The rupture of the pancreatic pseudocyst into the abdominal cavity presents an abrupt picture of acute abdomen in which the cardinal symptom is abdominal pain, associated with SIRS [5] [14] , a clinical picture documented in the case Agalianos et al. [15] wrote a review article in which they described the classification, diagnostic and treatment tools of the pancreatic pseudocyst.

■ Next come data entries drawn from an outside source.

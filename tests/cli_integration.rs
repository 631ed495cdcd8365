//! Integration tests for the mrgate CLI

use assert_cmd::cargo;
use assert_cmd::Command;
use predicates::prelude::*;
use serde_json::json;
use std::path::{Path, PathBuf};
use tempfile::TempDir;

/// A Command for the mrgate binary, isolated from the caller's user config
/// and CI environment.
fn mrgate(home: &Path) -> Command {
    let mut cmd = Command::new(cargo::cargo_bin!("mrgate"));
    cmd.env("XDG_CONFIG_HOME", home)
        .env("HOME", home)
        .env("NO_COLOR", "1")
        .env_remove("GITLAB_TOKEN")
        .env_remove("CI_PROJECT_ID")
        .env_remove("CI_MERGE_REQUEST_IID")
        .env_remove("CI_API_V4_URL")
        .env_remove("RUST_LOG");
    cmd
}

fn clean_snapshot() -> serde_json::Value {
    json!({
        "merge_request": {
            "title": "feat(home): add home module",
            "description": "## Description\nAdds the home module with its controller.",
            "source_branch": "feature/home"
        },
        "commits": [{ "short_id": "a1b2c3d", "title": "feat: add home" }],
        "changes": [{ "path": "lib/modules/home/controller/home_controller.dart" }],
        "files": {
            "lib/modules/home/controller/home_controller.dart":
                "class HomeController {\n  void load() {}\n}\n"
        }
    })
}

fn write_snapshot(dir: &Path, snapshot: &serde_json::Value) -> PathBuf {
    let path = dir.join("mr.json");
    std::fs::write(&path, serde_json::to_string_pretty(snapshot).unwrap()).unwrap();
    path
}

#[test]
fn test_help() {
    let home = TempDir::new().unwrap();
    mrgate(home.path())
        .arg("--help")
        .assert()
        .success()
        .stdout(predicate::str::contains("Merge request quality gate"));
}

#[test]
fn test_version() {
    let home = TempDir::new().unwrap();
    mrgate(home.path())
        .arg("--version")
        .assert()
        .success()
        .stdout(predicate::str::contains(env!("CARGO_PKG_VERSION")));
}

#[test]
fn test_scan_clean_snapshot_passes() {
    let home = TempDir::new().unwrap();
    let project = TempDir::new().unwrap();
    let snapshot = write_snapshot(project.path(), &clean_snapshot());

    mrgate(home.path())
        .arg("--project")
        .arg(project.path())
        .arg("scan")
        .arg("--snapshot")
        .arg(&snapshot)
        .assert()
        .code(0)
        .stdout(predicate::str::contains("Project MR quality check PASSED"))
        .stdout(predicate::str::contains("0 warning(s), 0 info"));
}

#[test]
fn test_scan_env_leak_fails() {
    let home = TempDir::new().unwrap();
    let project = TempDir::new().unwrap();
    let mut snapshot = clean_snapshot();
    snapshot["changes"]
        .as_array_mut()
        .unwrap()
        .push(json!({ "path": ".env" }));
    let snapshot = write_snapshot(project.path(), &snapshot);

    mrgate(home.path())
        .arg("--project")
        .arg(project.path())
        .arg("scan")
        .arg("--snapshot")
        .arg(&snapshot)
        .assert()
        .code(1)
        .stdout(predicate::str::contains("FAILED: 1 critical issue(s)"))
        .stdout(predicate::str::contains("Found 1 sensitive file(s)"));
}

#[test]
fn test_scan_respects_project_label_and_writes_summary() {
    let home = TempDir::new().unwrap();
    let project = TempDir::new().unwrap();
    std::fs::write(
        project.path().join("mrgate.toml"),
        "project_label = \"Mobile App\"\n",
    )
    .unwrap();
    let snapshot = write_snapshot(project.path(), &clean_snapshot());
    let summary = project.path().join("summary.json");

    mrgate(home.path())
        .arg("--project")
        .arg(project.path())
        .arg("scan")
        .arg("--snapshot")
        .arg(&snapshot)
        .arg("--markdown")
        .arg("--json-out")
        .arg(&summary)
        .assert()
        .success()
        .stdout(predicate::str::contains("## ✅ Mobile App MR Quality Check: PASSED"));

    let written: serde_json::Value =
        serde_json::from_str(&std::fs::read_to_string(&summary).unwrap()).unwrap();
    assert_eq!(written["project"], "Mobile App");
    assert_eq!(written["verdict"]["overall_pass"], true);
    assert_eq!(written["complete"], true);
}

#[test]
fn test_severity_override_turns_failure_into_warning() {
    let home = TempDir::new().unwrap();
    let project = TempDir::new().unwrap();
    std::fs::write(
        project.path().join("mrgate.toml"),
        "[severity]\nsensitive_files = \"warning\"\n",
    )
    .unwrap();
    let mut snapshot = clean_snapshot();
    snapshot["changes"]
        .as_array_mut()
        .unwrap()
        .push(json!({ "path": ".env" }));
    let snapshot = write_snapshot(project.path(), &snapshot);

    mrgate(home.path())
        .arg("--project")
        .arg(project.path())
        .arg("scan")
        .arg("--snapshot")
        .arg(&snapshot)
        .assert()
        .code(0)
        .stdout(predicate::str::contains("1 warning(s)"));
}

#[test]
fn test_scan_missing_snapshot_is_an_error() {
    let home = TempDir::new().unwrap();
    let project = TempDir::new().unwrap();

    mrgate(home.path())
        .arg("--project")
        .arg(project.path())
        .arg("scan")
        .arg("--snapshot")
        .arg(project.path().join("absent.json"))
        .assert()
        .code(1)
        .stderr(predicate::str::contains("Invalid snapshot"));
}

#[test]
fn test_check_lists_every_missing_setting() {
    let home = TempDir::new().unwrap();
    let project = TempDir::new().unwrap();

    mrgate(home.path())
        .arg("--project")
        .arg(project.path())
        .arg("check")
        .assert()
        .code(1)
        .stderr(predicate::str::contains("GITLAB_TOKEN"))
        .stderr(predicate::str::contains("CI_PROJECT_ID"))
        .stderr(predicate::str::contains("CI_MERGE_REQUEST_IID"));
}

#[test]
fn test_rules_lists_checks_and_disabled() {
    let home = TempDir::new().unwrap();
    let project = TempDir::new().unwrap();
    std::fs::write(
        project.path().join("mrgate.toml"),
        "[checks]\ndisabled = [\"todo_tickets\"]\n",
    )
    .unwrap();

    mrgate(home.path())
        .arg("--project")
        .arg(project.path())
        .arg("rules")
        .assert()
        .success()
        .stdout(predicate::str::contains("sensitive_files"))
        .stdout(predicate::str::contains("critical"))
        .stdout(predicate::str::contains("cap 10"))
        .stdout(predicate::str::contains("disabled"));
}

#[test]
fn test_config_validate_default_is_ok() {
    let home = TempDir::new().unwrap();
    let project = TempDir::new().unwrap();

    mrgate(home.path())
        .arg("--project")
        .arg(project.path())
        .arg("config")
        .arg("validate")
        .assert()
        .success()
        .stdout(predicate::str::contains("Configuration is valid."));
}

#[test]
fn test_config_validate_reports_unknown_check() {
    let home = TempDir::new().unwrap();
    let project = TempDir::new().unwrap();
    std::fs::write(
        project.path().join("mrgate.toml"),
        "[checks]\ndisabled = [\"spelling\"]\n",
    )
    .unwrap();

    mrgate(home.path())
        .arg("--project")
        .arg(project.path())
        .arg("config")
        .arg("validate")
        .assert()
        .code(2)
        .stderr(predicate::str::contains("unknown check id 'spelling'"));
}

#[test]
fn test_config_show_merges_explicit_file() {
    let home = TempDir::new().unwrap();
    let project = TempDir::new().unwrap();
    let explicit = project.path().join("ci.toml");
    std::fs::write(&explicit, "[limits]\nsecrets = 3\n").unwrap();

    mrgate(home.path())
        .arg("--project")
        .arg(project.path())
        .arg("--config")
        .arg(&explicit)
        .arg("config")
        .arg("show")
        .arg("--json")
        .assert()
        .success()
        .stdout(predicate::str::contains("\"secrets\": 3"));
}

#[test]
fn test_missing_explicit_config_exits_two() {
    let home = TempDir::new().unwrap();
    let project = TempDir::new().unwrap();

    mrgate(home.path())
        .arg("--project")
        .arg(project.path())
        .arg("--config")
        .arg(project.path().join("nope.toml"))
        .arg("rules")
        .assert()
        .code(2)
        .stderr(predicate::str::contains("Config file not found"));
}

#[test]
fn test_config_paths() {
    let home = TempDir::new().unwrap();
    let project = TempDir::new().unwrap();

    mrgate(home.path())
        .arg("--project")
        .arg(project.path())
        .arg("config")
        .arg("paths")
        .assert()
        .success()
        .stdout(predicate::str::contains("mrgate.toml"))
        .stdout(predicate::str::contains(".gitlab-ci.yml"));
}

#[test]
fn test_ci_init_is_idempotent() {
    let home = TempDir::new().unwrap();
    let project = TempDir::new().unwrap();

    mrgate(home.path())
        .arg("--project")
        .arg(project.path())
        .arg("ci")
        .arg("init")
        .assert()
        .success()
        .stdout(predicate::str::contains("created"));

    let first = std::fs::read_to_string(project.path().join(".gitlab-ci.yml")).unwrap();
    assert!(first.contains("mr_quality_check:"));
    assert!(project.path().join("mrgate.toml").exists());

    mrgate(home.path())
        .arg("--project")
        .arg(project.path())
        .arg("ci")
        .arg("init")
        .assert()
        .success()
        .stdout(predicate::str::contains("already has the quality-check job"));

    let second = std::fs::read_to_string(project.path().join(".gitlab-ci.yml")).unwrap();
    assert_eq!(first, second);
}

#[test]
fn test_nonexistent_project_directory() {
    let home = TempDir::new().unwrap();

    mrgate(home.path())
        .arg("--project")
        .arg("/nonexistent/mrgate/project")
        .arg("rules")
        .assert()
        .code(2)
        .stderr(predicate::str::contains("Project directory does not exist"));
}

After searching the most recent medical literature on the subject, they describe observation as the first step of treatment, and if there is no spontaneous involution of the pseudocyst or symptoms that affect quality of life present, the patient is a candidate for interventional techniques. such as ultrasound or CT-guided percutaneous drainage, concluding that it is an excellent option in elderly patients, with multiple comorbidities, infected pseudocyst and patients who cannot tolerate open surgery or endoscopic procedure, in addition to those presenting immature pseudocyst with wall thickness < 4 mm confirmed by CT; that contraindicate internal shunting [15] [16] , conditions that were present in the patient in the case reported (comorbidities, symptoms associated with the mass effect of the pseudocyst and wall of <4 mm), for which percutaneous drainage was the first treatment step.

4. Conclusion

Current treatment options for pancreatic pseudocyst are diverse. These must be always individualized in the context of the status of each patient, the symptoms, imaging assessment of the pseudocyst: size, wall thickness, septations, contiguity with organs and tissues, and choosing the ideal moment to perform surgical treatment. In the case reported, it was documented that the diagnostic and therapeutic approach was carried out in accordance with the recommendations of the most up-to-date medical literature. Percutaneous drainage was performed early (3 weeks after diagnosis), due to symptoms caused by the mass effect of the pseudocyst, however the resolution of the pseudocyst was not achieved and the symptoms increased, at the same time it was documented by CT with a thick enough wall > 4 mm to perform internal bypass. It was decided to schedule surgery, however, unexpectedly and unusually, spontaneous rupture into the abdominal cavity occurred, causing a catastrophic clinical picture of acute abdomen and septic shock that culminated in the death of the patient despite perform emergency laparotomy.

Acknowledgements

We thank the Social Security Institute of the State of Tabasco for the facilities granted to carry out this study.

Conflicts of Interest

There is no conflict of interest to carry out this study.